Я прихожу к выводу, что мои парашюты неисправны, они раскрылись, но спутались, перехлестнулись. Я не особо сопротивляюсь уже, мне надоело возиться, я просто скольжу по струям жизни, как щепка в спиралях вихря: то вверх, то вниз, и обратно, и срок твердого приземления – лишь вопрос времени. А вихри, они непродолжительны.

Я нашел в себе достаточно глупости, чтобы прыгнуть, и вот плачу за это. Единственное, что меня радует: я понял, что я наделал и что меня ждет, а это, скажу без ложной скромности, совсем немаловажно. Это дано понять далеко и далеко не всем. Вот масса подобных мне невезунчиков, визжащая масса, дергающая кольца, рвущая парашютные сумки, проклинающая благополучно опускающихся, от нечего делать играющих с ветром, натягивая или отпуская стропы. А я понимаю, в отличие от остальных, что проклинать надо только себя.

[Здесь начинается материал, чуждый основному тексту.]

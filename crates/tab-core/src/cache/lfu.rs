//! Implementación concreta del cache: LFU acotado + persistencia opcional.
//!
//! Política de desalojo: cada clave lleva un contador de frecuencia que se
//! incrementa en cada `get` y en el `put` inicial. Al insertar por encima de
//! la capacidad se desaloja la clave de menor frecuencia; dentro de esa
//! clase de frecuencia, la más antigua (orden de entrada al bucket).

use std::collections::{BTreeMap, HashMap};

use indexmap::{IndexMap, IndexSet};
use log::{debug, info, warn};

use crate::errors::CoreError;
use crate::hashing::hash_value;
use crate::model::PipelineState;

use super::snapshot::{SnapshotStore, StepRecord};
use super::{PipelineCache, ResumePoint};

pub struct LfuCache {
    capacity: usize,
    entries: HashMap<String, PipelineState>,
    frequency: HashMap<String, u64>,
    /// Buckets por frecuencia; `IndexSet` conserva el orden de entrada, que
    /// es el criterio de desempate para el desalojo.
    buckets: BTreeMap<u64, IndexSet<String>>,
    /// Registro en memoria (espejo del manifest cuando hay disco).
    records: IndexMap<String, StepRecord>,
    disk: Option<SnapshotStore>,
}

impl LfuCache {
    /// Cache sólo en memoria.
    pub fn new(capacity: usize) -> Self {
        Self { capacity: capacity.max(1),
               entries: HashMap::new(),
               frequency: HashMap::new(),
               buckets: BTreeMap::new(),
               records: IndexMap::new(),
               disk: None }
    }

    /// Cache con backing store en disco. Los registros previos del manifest
    /// se levantan acá, habilitando la detección de reanudación entre runs.
    pub fn with_store(capacity: usize, dir: impl Into<std::path::PathBuf>) -> Result<Self, CoreError> {
        let disk = SnapshotStore::open(dir)?;
        debug!("checkpoint backing store at {} ({} prior record(s))",
               disk.dir().display(),
               disk.records_snapshot().len());
        let mut cache = Self::new(capacity);
        cache.records = disk.records_snapshot();
        cache.disk = Some(disk);
        Ok(cache)
    }

    pub fn len(&self) -> usize {
        self.entries.len()
    }

    pub fn is_empty(&self) -> bool {
        self.entries.is_empty()
    }

    /// Frecuencia actual de una clave (para inspección y tests).
    pub fn frequency(&self, key: &str) -> Option<u64> {
        self.frequency.get(key).copied()
    }

    fn touch(&mut self, key: &str) {
        let freq = self.frequency.get(key).copied().unwrap_or(0);
        if let Some(bucket) = self.buckets.get_mut(&freq) {
            bucket.shift_remove(key);
            if bucket.is_empty() {
                self.buckets.remove(&freq);
            }
        }
        let next = freq + 1;
        self.frequency.insert(key.to_string(), next);
        self.buckets.entry(next).or_default().insert(key.to_string());
    }

    fn evict_one(&mut self) {
        // Bucket de menor frecuencia; dentro de él, la entrada más antigua.
        let Some((&freq, bucket)) = self.buckets.iter_mut().next() else {
            return;
        };
        let Some(victim) = bucket.shift_remove_index(0) else {
            return;
        };
        if bucket.is_empty() {
            self.buckets.remove(&freq);
        }
        self.entries.remove(&victim);
        self.frequency.remove(&victim);
        debug!("lfu evicted snapshot {victim} (frequency {freq})");
    }

    fn insert(&mut self, key: String, state: PipelineState) {
        if self.entries.contains_key(&key) {
            // Re-put de una clave viva: cuenta como acceso.
            self.entries.insert(key.clone(), state);
            self.touch(&key);
            return;
        }
        if self.entries.len() >= self.capacity {
            self.evict_one();
        }
        self.entries.insert(key.clone(), state);
        self.touch(&key);
    }
}

impl PipelineCache for LfuCache {
    fn put(&mut self, state: &PipelineState) -> Result<String, CoreError> {
        let value = serde_json::to_value(state).map_err(|e| CoreError::Internal(e.to_string()))?;
        let key = hash_value(&value);
        self.insert(key.clone(), state.clone());
        Ok(key)
    }

    fn get(&mut self, key: &str) -> Option<PipelineState> {
        if !self.entries.contains_key(key) {
            return None;
        }
        self.touch(key);
        self.entries.get(key).cloned()
    }

    fn store(&mut self, step_key: &str, fingerprint: &str, state: &PipelineState) -> Result<(), CoreError> {
        let value = serde_json::to_value(state).map_err(|e| CoreError::Internal(e.to_string()))?;
        let snapshot_key = hash_value(&value);
        self.insert(snapshot_key.clone(), state.clone());

        if let Some(disk) = self.disk.as_mut() {
            let payload = serde_json::to_vec(&value).map_err(|e| CoreError::Internal(e.to_string()))?;
            disk.write_snapshot(step_key, fingerprint, &snapshot_key, &payload)?;
        }
        self.records.insert(step_key.to_string(),
                            StepRecord { fingerprint: fingerprint.to_string(),
                                         completed: true,
                                         snapshot_key: Some(snapshot_key) });
        Ok(())
    }

    fn load(&mut self, step_key: &str) -> Result<PipelineState, CoreError> {
        let record = self.records
                         .get(step_key)
                         .cloned()
                         .ok_or_else(|| CoreError::CheckpointUnreadable(step_key.to_string()))?;

        // Plano KV primero: el snapshot puede seguir caliente en memoria.
        if let Some(snapshot_key) = &record.snapshot_key {
            if let Some(state) = self.get(snapshot_key) {
                debug!("checkpoint for {step_key} served from memory");
                return Ok(state);
            }
        }

        let disk = self.disk
                       .as_ref()
                       .ok_or_else(|| CoreError::CheckpointUnreadable(step_key.to_string()))?;
        let payload = disk.read_snapshot(step_key)?;
        let state: PipelineState =
            serde_json::from_slice(&payload).map_err(|_| CoreError::CheckpointUnreadable(step_key.to_string()))?;
        // Reinstalar en memoria para accesos siguientes.
        self.put(&state)?;
        info!("checkpoint for {step_key} restored from backing store");
        Ok(state)
    }

    fn resume_point(&self, steps: &[(String, String)]) -> Option<ResumePoint> {
        let mut last: Option<ResumePoint> = None;
        for (index, (step_key, fingerprint)) in steps.iter().enumerate() {
            match self.records.get(step_key) {
                Some(rec) if rec.completed && rec.fingerprint == *fingerprint => {
                    last = Some(ResumePoint { step_index: index,
                                              step_key: step_key.clone() });
                }
                Some(rec) if rec.completed => {
                    // Mismatch de fingerprint: frontera de reanudación, no
                    // error. Todo desde acá se re-ejecuta.
                    debug!("fingerprint mismatch at {step_key}: cached {} vs current {fingerprint}",
                           rec.fingerprint);
                    break;
                }
                _ => break,
            }
        }
        last
    }

    fn invalidate(&mut self, step_keys: &[String]) -> Result<(), CoreError> {
        if step_keys.is_empty() {
            return Ok(());
        }
        for key in step_keys {
            self.records.shift_remove(key);
        }
        if let Some(disk) = self.disk.as_mut() {
            disk.remove(step_keys)?;
        }
        warn!("invalidated {} checkpoint(s): {}", step_keys.len(), step_keys.join(", "));
        Ok(())
    }

    fn reset(&mut self, delete_backing_store: bool) -> Result<(), CoreError> {
        self.entries.clear();
        self.frequency.clear();
        self.buckets.clear();
        self.records.clear();
        if delete_backing_store {
            if let Some(disk) = self.disk.as_mut() {
                disk.delete_all()?;
            }
        }
        Ok(())
    }
}

#[cfg(test)]
mod tests {
    use super::*;
    use serde_json::json;

    fn state(tag: u64) -> PipelineState {
        let mut s = PipelineState::default();
        s.parameter_index.insert("tag".into(), json!(tag));
        s
    }

    #[test]
    fn put_then_get_round_trips() {
        let mut cache = LfuCache::new(4);
        let s = state(1);
        let key = cache.put(&s).unwrap();
        assert_eq!(cache.get(&key), Some(s));
    }

    #[test]
    fn put_is_content_addressed() {
        let mut cache = LfuCache::new(4);
        let k1 = cache.put(&state(1)).unwrap();
        let k2 = cache.put(&state(1)).unwrap();
        let k3 = cache.put(&state(2)).unwrap();
        assert_eq!(k1, k2);
        assert_ne!(k1, k3);
        assert_eq!(cache.len(), 2);
    }

    #[test]
    fn eviction_prefers_lowest_frequency_oldest_entry() {
        // La propiedad del contrato: capacidad 3, acceso extra al primero,
        // la cuarta inserción desaloja al segundo (freq mínima, más viejo).
        let mut cache = LfuCache::new(3);
        let k0 = cache.put(&state(0)).unwrap();
        let k1 = cache.put(&state(1)).unwrap();
        let k2 = cache.put(&state(2)).unwrap();

        assert!(cache.get(&k0).is_some()); // k0 sube a frecuencia 2

        let k3 = cache.put(&state(3)).unwrap();
        assert!(cache.get(&k1).is_none(), "oldest frequency-1 entry must be evicted");
        assert!(cache.get(&k0).is_some());
        assert!(cache.get(&k2).is_some());
        assert!(cache.get(&k3).is_some());
    }

    #[test]
    fn get_counts_as_access() {
        let mut cache = LfuCache::new(2);
        let k = cache.put(&state(7)).unwrap();
        assert_eq!(cache.frequency(&k), Some(1));
        cache.get(&k);
        cache.get(&k);
        assert_eq!(cache.frequency(&k), Some(3));
    }

    #[test]
    fn store_without_disk_keeps_record_in_memory() {
        let mut cache = LfuCache::new(4);
        cache.store("00-a", "fp-a", &state(1)).unwrap();
        let loaded = cache.load("00-a").unwrap();
        assert_eq!(loaded, state(1));
    }

    #[test]
    fn load_unknown_step_is_fatal() {
        let mut cache = LfuCache::new(4);
        assert!(matches!(cache.load("00-nope"), Err(CoreError::CheckpointUnreadable(_))));
    }

    #[test]
    fn resume_point_stops_at_first_mismatch() {
        let mut cache = LfuCache::new(8);
        cache.store("00-a", "fp-a", &state(0)).unwrap();
        cache.store("01-b", "fp-b", &state(1)).unwrap();
        cache.store("02-c", "fp-c", &state(2)).unwrap();

        let steps = vec![("00-a".to_string(), "fp-a".to_string()),
                         ("01-b".to_string(), "CHANGED".to_string()),
                         ("02-c".to_string(), "fp-c".to_string())];
        let rp = cache.resume_point(&steps).unwrap();
        assert_eq!(rp, ResumePoint { step_index: 0, step_key: "00-a".into() });
    }

    #[test]
    fn resume_point_none_when_first_step_mismatches() {
        let mut cache = LfuCache::new(8);
        cache.store("00-a", "fp-a", &state(0)).unwrap();
        let steps = vec![("00-a".to_string(), "OTHER".to_string())];
        assert!(cache.resume_point(&steps).is_none());
    }

    #[test]
    fn invalidate_discards_records() {
        let mut cache = LfuCache::new(8);
        cache.store("00-a", "fp-a", &state(0)).unwrap();
        cache.store("01-b", "fp-b", &state(1)).unwrap();
        cache.invalidate(&["01-b".to_string()]).unwrap();

        let steps = vec![("00-a".to_string(), "fp-a".to_string()),
                         ("01-b".to_string(), "fp-b".to_string())];
        let rp = cache.resume_point(&steps).unwrap();
        assert_eq!(rp.step_index, 0);
    }

    #[test]
    fn reset_clears_everything() {
        let mut cache = LfuCache::new(8);
        let k = cache.put(&state(1)).unwrap();
        cache.store("00-a", "fp", &state(2)).unwrap();
        cache.reset(false).unwrap();
        assert!(cache.is_empty());
        assert!(cache.get(&k).is_none());
        assert!(cache.load("00-a").is_err());
    }
}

Да, я терял свои принципы один за другим. Говорю «терял», потому что теперь в запасе их, кажется, не осталось. Мне нечем особенно дорожить, нечего защищать, охранять в себе и беречь, я все могу, я способен на все; единственное препятствие – трусость. Я знаю, что украсть – хорошо, но ведь могут поймать и наказать. Если бы не трусость, о! – жить было бы куда веселей.

Трусость же и заставляла меня терять, отказываться, бросать то, что мне было дорого и казалось необходимым и светлым. Она толкала меня с моей тропинки в общую колонну бредущих, она закрывала мне рот, чтоб не заорал, когда заорать было необходимо.

Вообще-то, все происходило постепенно, почти неприметно, и, раз шагнув за рамки, приходилось шагать все дальше и дальше. Во-первых, в общих чертах поняв, что такое окружающий мир, я в нем остался; во-вторых, я закончил школу, хотя класса с седьмого ее ненавидел, но сидел на уроках, делал вид, что учусь, получил зачем-то аттестат; потом, став солдатом, я не стал дезертиром, хотя два года в голове было только одно: «Бежать! Скорее отсюда бежать!» В-четвертых, я женился и, самое идиотское, скорее всего оставлю потомство – нового маленького кретина, который повторит мой никчемный жизненный путь… Таким образом, я шагаю по лесенке все дальше и дальше и уже без ужаса и интереса встречаю новый день, отправляюсь с утра на безграничный, вонючий оптово-розничный рынок человеческого общения.